WHAT YOU ARE ASKED TO DO
Give the count of lines in the records below that contain "CorruptedData", with no other words.

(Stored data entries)
//! Error types for OxiZip operations.
//!
//! Every fallible operation in the workspace returns [`OxiZipError`]. The
//! variants are fine grained; [`OxiZipError::kind`] folds them onto the
//! coarse taxonomy callers usually branch on.

use std::io;
use std::path::PathBuf;
use thiserror::Error;

/// The main error type for OxiZip operations.
#[derive(Debug, Error)]
pub enum OxiZipError {
    /// I/O error from the underlying file system or stream.
    #[error("I/O error: {0}")]
    Io(#[from] io::Error),

    /// Entry name is empty or malformed.
    #[error("Invalid entry name {name:?}: {reason}")]
    InvalidName {
        /// The offending name.
        name: String,
        /// Why the name was rejected.
        reason: String,
    },

    /// An entry with the same name already exists in the archive.
    #[error("An entry with the name {name:?} already exists in the archive")]
    DuplicateEntry {
        /// The colliding name.
        name: String,
    },

    /// The source is not a readable ZIP archive.
    #[error("Cannot read archive: {message}")]
    BadRead {
        /// Description of the structural problem.
        message: String,
    },

    /// The stream cannot be used (missing, or not seekable when it must be).
    #[error("Bad stream: {message}")]
    BadStream {
        /// Description of the stream problem.
        message: String,
    },

    /// The operation is not valid in the archive's current state.
    #[error("Bad state: {message}")]
    BadState {
        /// Description of the state problem.
        message: String,
    },

    /// Malformed selection criteria.
    #[error("Invalid selection criteria at position {position}: {message}")]
    Parse {
        /// Description of the syntax problem.
        message: String,
        /// Character offset into the criteria string.
        position: usize,
    },

    /// Directory traversal failed (cycle, excessive depth).
    #[error("Traversal error at {}: {message}", path.display())]
    Traversal {
        /// Path where traversal stopped.
        path: PathBuf,
        /// Description of the failure.
        message: String,
    },

    /// Zip64 extensions are required but disabled.
    #[error("Zip64 required but disabled: {message}")]
    Zip64Required {
        /// What exceeded the 32-bit limits.
        message: String,
    },

    /// A configuration value was rejected.
    #[error("Invalid argument: {message}")]
    InvalidArgument {
        /// Description of the rejected value.
        message: String,
    },

    /// The operation was cancelled by a listener.
    #[error("Operation cancelled")]
    Cancelled,

    /// CRC checksum mismatch after decompression.
    #[error("CRC mismatch in {name:?}: expected {expected:#010x}, computed {computed:#010x}")]
    CrcMismatch {
        /// Entry name.
        name: String,
        /// CRC recorded in the archive.
        expected: u32,
        /// CRC of the extracted data.
        computed: u32,
    },

    /// Missing or wrong password for an encrypted entry.
    #[error("Bad password for entry {name:?}")]
    BadPassword {
        /// Entry name.
        name: String,
    },

    /// WinZip AES authentication code did not match.
    #[error("Authentication code mismatch for entry {name:?}")]
    AuthenticationFailed {
        /// Entry name.
        name: String,
    },

    /// Corrupted data in archive.
    #[error("Corrupted data at offset {offset}: {message}")]
    CorruptedData {
        /// Byte offset where corruption was detected.
        offset: u64,
        /// Description of the corruption.
        message: String,
    },

    /// Unsupported compression or encryption method.
    #[error("Unsupported method: {method}")]
    UnsupportedMethod {
        /// Method description.
        method: String,
    },

    /// Path traversal attack detected (e.g., "../" in an entry name).
    #[error("Path traversal detected in entry: {path}")]
    PathTraversal {
        /// The suspicious path.
        path: String,
    },

    /// Entry not found in archive.
    #[error("Entry not found: {name}")]
    EntryNotFound {
        /// Name of the missing entry.
        name: String,
    },

    /// Extraction target exists and the policy says to fail.
    #[error("Target file already exists: {}", path.display())]
    ExtractConflict {
        /// The existing file.
        path: PathBuf,
    },
}

/// Result type alias for OxiZip operations.
pub type Result<T> = std::result::Result<T, OxiZipError>;

/// Coarse error taxonomy.
#[derive(Debug, Clone, Copy, PartialEq, Eq, Hash)]
pub enum ErrorKind {
    /// Empty or malformed entry name.
    InvalidName,
    /// Name collision on add.
    DuplicateEntry,
    /// Source is not a valid archive.
    BadRead,
    /// Unusable stream.
    BadStream,
    /// Operation requires a different archive state.
    BadState,
    /// Malformed selection criteria.
    ParseError,
    /// Underlying file system failure.
    IoError,
    /// Verification or consistency failure in archive data.
    ZipError,
    /// Operation not allowed by the archive configuration.
    InvalidOperation,
    /// Rejected configuration value.
    InvalidArgument,
    /// Cancelled by a listener.
    Cancelled,
}

impl OxiZipError {
    /// Map this error onto the coarse taxonomy.
    pub fn kind(&self) -> ErrorKind {
        match self {
            Self::Io(_) | Self::Traversal { .. } => ErrorKind::IoError,
            Self::InvalidName { .. } => ErrorKind::InvalidName,
            Self::DuplicateEntry { .. } => ErrorKind::DuplicateEntry,
            Self::BadRead { .. } => ErrorKind::BadRead,
            Self::BadStream { .. } => ErrorKind::BadStream,
            Self::BadState { .. } => ErrorKind::BadState,
            Self::Parse { .. } => ErrorKind::ParseError,
            Self::Zip64Required { .. } => ErrorKind::InvalidOperation,
            Self::InvalidArgument { .. } => ErrorKind::InvalidArgument,
            Self::Cancelled => ErrorKind::Cancelled,
            Self::CrcMismatch { .. }
            | Self::BadPassword { .. }
            | Self::AuthenticationFailed { .. }
            | Self::CorruptedData { .. }
            | Self::UnsupportedMethod { .. }
            | Self::PathTraversal { .. }
            | Self::EntryNotFound { .. }
            | Self::ExtractConflict { .. } => ErrorKind::ZipError,
        }
    }

    /// Create an invalid name error.
    pub fn invalid_name(name: impl Into<String>, reason: impl Into<String>) -> Self {
        Self::InvalidName {
            name: name.into(),
            reason: reason.into(),
        }
    }

    /// Create a duplicate entry error.
    pub fn duplicate_entry(name: impl Into<String>) -> Self {
        Self::DuplicateEntry { name: name.into() }
    }

    /// Create a bad read error.
    pub fn bad_read(message: impl Into<String>) -> Self {
        Self::BadRead {
            message: message.into(),
        }
    }

    /// Create a bad stream error.
    pub fn bad_stream(message: impl Into<String>) -> Self {
        Self::BadStream {
            message: message.into(),
        }
    }

    /// Create a bad state error.
    pub fn bad_state(message: impl Into<String>) -> Self {
        Self::BadState {
            message: message.into(),
        }
    }

    /// Create a selection parse error.
    pub fn parse(message: impl Into<String>, position: usize) -> Self {
        Self::Parse {
            message: message.into(),
            position,
        }
    }

    /// Create a traversal error.
    pub fn traversal(path: impl Into<PathBuf>, message: impl Into<String>) -> Self {
        Self::Traversal {
            path: path.into(),
            message: message.into(),
        }
    }

    /// Create a Zip64-required error.
    pub fn zip64_required(message: impl Into<String>) -> Self {
        Self::Zip64Required {
            message: message.into(),
        }
    }

    /// Create an invalid argument error.
    pub fn invalid_argument(message: impl Into<String>) -> Self {
        Self::InvalidArgument {
            message: message.into(),
        }
    }

    /// Create a CRC mismatch error.
    pub fn crc_mismatch(name: impl Into<String>, expected: u32, computed: u32) -> Self {
        Self::CrcMismatch {
            name: name.into(),
            expected,
            computed,
        }
    }

    /// Create a bad password error.
    pub fn bad_password(name: impl Into<String>) -> Self {
        Self::BadPassword { name: name.into() }
    }

    /// Create an authentication failure error.
    pub fn authentication_failed(name: impl Into<String>) -> Self {
        Self::AuthenticationFailed { name: name.into() }
    }

    /// Create a corrupted data error.
    pub fn corrupted(offset: u64, message: impl Into<String>) -> Self {
        Self::CorruptedData {
            offset,
            message: message.into(),
        }
    }

    /// Create an unsupported method error.
    pub fn unsupported_method(method: impl Into<String>) -> Self {
        Self::UnsupportedMethod {
            method: method.into(),
        }
    }

    /// Create a path traversal error.
    pub fn path_traversal(path: impl Into<String>) -> Self {
        Self::PathTraversal { path: path.into() }
    }

    /// Create an entry not found error.
    pub fn entry_not_found(name: impl Into<String>) -> Self {
        Self::EntryNotFound { name: name.into() }
    }

    /// Create an extract conflict error.
    pub fn extract_conflict(path: impl Into<PathBuf>) -> Self {
        Self::ExtractConflict { path: path.into() }
    }

    /// Convert an I/O error, recovering an [`OxiZipError`] that was carried
    /// through a `Read`/`Write` adapter with [`OxiZipError::into_io`].
    pub fn from_io(err: io::Error) -> Self {
        let carries_own = err.get_ref().is_some_and(|inner| inner.is::<OxiZipError>());
        if carries_own {
            if let Some(inner) = err.into_inner() {
                if let Ok(own) = inner.downcast::<OxiZipError>() {
                    return *own;
                }
            }
            return Self::bad_stream("lost error payload");
        }
        Self::Io(err)
    }

    /// Wrap into an [`io::Error`] so it can cross `Read`/`Write` boundaries.
    pub fn into_io(self) -> io::Error {
        match self {
            Self::Io(err) => err,
            other => io::Error::new(io::ErrorKind::InvalidData, other),
        }
    }

    /// Whether this error came from the file system rather than archive data.
    pub fn is_io(&self) -> bool {
        self.kind() == ErrorKind::IoError
    }
}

RESPONSE AREA
3